> PROBLEM STATEMENT
If a line in the records below contains the word "bool", copy it out.

[Stored items]
================================
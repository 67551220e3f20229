use crate::keyword::Keyword;

/// Source location for error reporting, 1-based.
#[derive(Debug, Clone, Copy, PartialEq, Eq)]
pub struct Span {
    pub line: usize,
    pub column: usize,
}

impl Span {
    #[must_use]
    pub const fn new(line: usize, column: usize) -> Self {
        Self { line, column }
    }
}

/// Indentation unit detected from the first indented line.
#[derive(Debug, Clone, Copy, PartialEq, Eq)]
pub enum IndentUnit {
    Tab,
    Spaces(usize),
}

/// Document-wide indentation style, computed once by the scanner.
#[derive(Debug, Clone, Copy, PartialEq, Eq)]
pub struct DocumentStyle {
    pub unit: IndentUnit,
}

impl Default for DocumentStyle {
    fn default() -> Self {
        Self {
            unit: IndentUnit::Spaces(4),
        }
    }
}

impl DocumentStyle {
    /// Whitespace for `depth` indentation levels.
    #[must_use]
    pub fn indent(&self, depth: usize) -> String {
        match self.unit {
            IndentUnit::Tab => "\t".repeat(depth),
            IndentUnit::Spaces(n) => " ".repeat(n * depth),
        }
    }

    /// Indentation level of a line whose leading whitespace is `leading`.
    #[must_use]
    pub fn depth_of(&self, leading: &str) -> usize {
        match self.unit {
            IndentUnit::Tab => leading.chars().take_while(|&c| c == '\t').count(),
            IndentUnit::Spaces(n) => leading.len() / n.max(1),
        }
    }
}

/// A line that opens a keyword block or directive.
#[derive(Debug, Clone, PartialEq, Eq)]
pub struct KeywordLine {
    pub keyword: Keyword,
    /// Block name, e.g. `a` in `rule a:`.
    pub name: Option<String>,
    /// Raw text after the colon, comment included.
    pub rest: String,
    /// 1-based column where `rest` starts.
    pub rest_column: usize,
}

/// Line classification.
#[derive(Debug, Clone, PartialEq, Eq)]
pub enum LineKind {
    Blank,
    /// Full-line comment.
    Comment,
    /// Recognized keyword at the start of a logical line.
    Keyword(KeywordLine),
    /// Any other logical line start.
    Code,
    /// Physical line continuing an open bracket, string, or `\`.
    Continuation { in_string: bool },
}

/// One physical source line.
#[derive(Debug, Clone, PartialEq, Eq)]
pub struct Line {
    /// 1-based line number.
    pub number: usize,
    /// Text without the line terminator.
    pub text: String,
    /// Width of leading whitespace in characters.
    pub indent: usize,
    /// Indentation level under the document style.
    pub depth: usize,
    pub kind: LineKind,
    /// Trailing `# ...` comment, verbatim.
    pub comment: Option<String>,
}

impl Line {
    #[must_use]
    pub const fn is_blank(&self) -> bool {
        matches!(self.kind, LineKind::Blank)
    }

    #[must_use]
    pub const fn is_continuation(&self) -> bool {
        matches!(self.kind, LineKind::Continuation { .. })
    }

    #[must_use]
    pub const fn in_string(&self) -> bool {
        matches!(self.kind, LineKind::Continuation { in_string: true })
    }

    /// Text with leading whitespace removed.
    #[must_use]
    pub fn content(&self) -> &str {
        self.text.trim_start()
    }

    #[must_use]
    pub const fn span(&self) -> Span {
        Span::new(self.number, self.indent + 1)
    }
}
================================
> ANSWER TO THIS TASK
    Continuation { in_string: bool },
    pub const fn is_blank(&self) -> bool {
    pub const fn is_continuation(&self) -> bool {
    pub const fn in_string(&self) -> bool {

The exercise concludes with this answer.